Durante o discurso, realizado em uma churrascaria da cidade, o filho do ex-presidente Jair Bolsonaro voltou a questionar decisões judiciais e afirmou que tem denunciado casos de corrupção na administração pública. Segundo participantes do encontro, Flávio declarou acreditar que seus adversários podem ultrapassar limites para impedir sua possível eleição.
"Roubalheira" foi um dos termos utilizados pelo senador ao falar sobre a administração pública. Na avaliação dele, "eles vão ultrapassar o limite da maldade" para barrar sua candidatura.

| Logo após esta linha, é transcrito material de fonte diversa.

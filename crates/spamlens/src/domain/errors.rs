//! Domain Errors
//!
//! Error types for domain operations.

use thiserror::Error;

/// Domain layer errors
#[derive(Debug, Error)]
pub enum DomainError {
    /// Input rejected before any side effect happened
    #[error("Validation error: {0}")]
    Validation(String),

    /// The external classifier failed; nothing was stored
    #[error("Classifier error: {0}")]
    Upstream(#[from] ClassificationFailure),

    #[error("Storage error: {0}")]
    Storage(String),
}

impl DomainError {
    pub fn validation<T: Into<String>>(msg: T) -> Self {
        Self::Validation(msg.into())
    }

    pub fn storage<E: std::fmt::Display>(err: E) -> Self {
        Self::Storage(err.to_string())
    }

    /// Whether the caller can fix the request and try again
    pub fn is_user_error(&self) -> bool {
        matches!(self, Self::Validation(_))
    }
}

/// Why a classification call produced no prediction
#[derive(Debug, Clone, Error, PartialEq)]
pub enum ClassificationFailure {
    #[error("classifier unreachable: {0}")]
    Transport(String),

    #[error("classifier timed out after {0} ms")]
    Timeout(u64),

    #[error("classifier returned {status}: {body}")]
    Status { status: u16, body: String },

    #[error("malformed classifier response: {0}")]
    Malformed(String),

    #[error("invalid prediction: {0}")]
    InvalidPrediction(String),
}
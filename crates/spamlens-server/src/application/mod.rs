//! Application Layer (Use Cases)
//!
//! Orchestrates domain operations and coordinates between
//! the message store and the classifier.

mod ingestion_service;
mod listing_service;

pub use ingestion_service::IngestionService;
pub use listing_service::ListingService;
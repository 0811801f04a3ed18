//! Classifier Service Port
//!
//! Abstract interface for the external spam/ham classifier.

use async_trait::async_trait;

use crate::domain::{ClassificationFailure, Prediction};

/// Service interface for classifying a single text
#[async_trait]
pub trait Classifier: Send + Sync {
    /// Classify non-empty text. Failures are never replaced by a default prediction.
    async fn classify(&self, text: &str) -> Result<Prediction, ClassificationFailure>;

    /// Whether the classifier answers its status route
    async fn health(&self) -> bool;
}
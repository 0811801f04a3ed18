//! Prediction Entity
//!
//! A classifier verdict that has been checked against the domain rules.

use serde::{Deserialize, Serialize};

use crate::domain::{errors::ClassificationFailure, Label};

/// Validated classifier output
#[derive(Debug, Clone, PartialEq, Serialize, Deserialize)]
pub struct Prediction {
    /// Preprocessed text as the classifier saw it
    pub clean: String,
    pub label: Label,
    /// Spam confidence in `[0.0, 1.0]`
    pub prob: f64,
    /// Outlier flag, independent of the label
    pub anomaly: bool,
}

impl Prediction {
    /// Build a prediction from raw classifier fields, rejecting values outside the contract
    pub fn from_raw(
        clean: String,
        label: i32,
        prob: f64,
        anomaly: bool,
    ) -> Result<Self, ClassificationFailure> {
        let label = Label::try_from(label).map_err(ClassificationFailure::InvalidPrediction)?;

        if !prob.is_finite() || !(0.0..=1.0).contains(&prob) {
            return Err(ClassificationFailure::InvalidPrediction(format!(
                "probability {} outside [0, 1]",
                prob
            )));
        }

        Ok(Self {
            clean,
            label,
            prob,
            anomaly,
        })
    }
}
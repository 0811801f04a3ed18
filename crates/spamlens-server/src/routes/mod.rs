//! SpamLens API Routes
//!
//! - / and /health - Status probes
//! - /api/messages - Submit and list classified messages
//! - /swagger-ui - OpenAPI documentation

pub mod message;
pub mod status;
pub mod swagger;
//! Repository Ports

mod message_repository;

pub use message_repository::*;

O encontro reuniu cerca de 50 empresários e comerciantes da região. Também participaram o prefeito de São Caetano do Sul, Tite Campanella, secretários, vereadores e o deputado estadual Thiago Auricchio.
Flávio também afirmou que sua vida já foi amplamente investigada e disse não temer o surgimento de novas acusações durante a disputa eleitoral.
"Não fiz nada de errado. Não tem o que aparecer", afirmou o senador, em trecho da fala compartilhado pelo Metrópoles.
Durante a conversa, o candidato ainda apresentou propostas econômicas para um eventual governo. Empresários demonstraram preocupação com os impactos da reforma tributária sobre empresas da região e sobre a arrecadação municipal.
Flávio e o coordenador de sua campanha, Rogério Marinho, têm criticado a reforma aprovada pelo Congresso no fim de 2023. O senador já sinalizou que pretende interromper a implementação do novo modelo e reavaliar as regras caso seja eleito.
O candidato também direcionou críticas ao presidente Luiz Inácio Lula da Silva. Segundo participantes, Flávio afirmou que o petista já teve três mandatos para melhorar os indicadores do país e não conseguiria alcançar esse objetivo em um eventual quarto governo.
Ao falar sobre sua própria campanha, o senador defendeu a proposta de um governo "moderno" e voltado para o futuro. A estratégia acompanha o discurso adotado pelo PL, que apresenta Flávio como candidato a um "Brasil do futuro".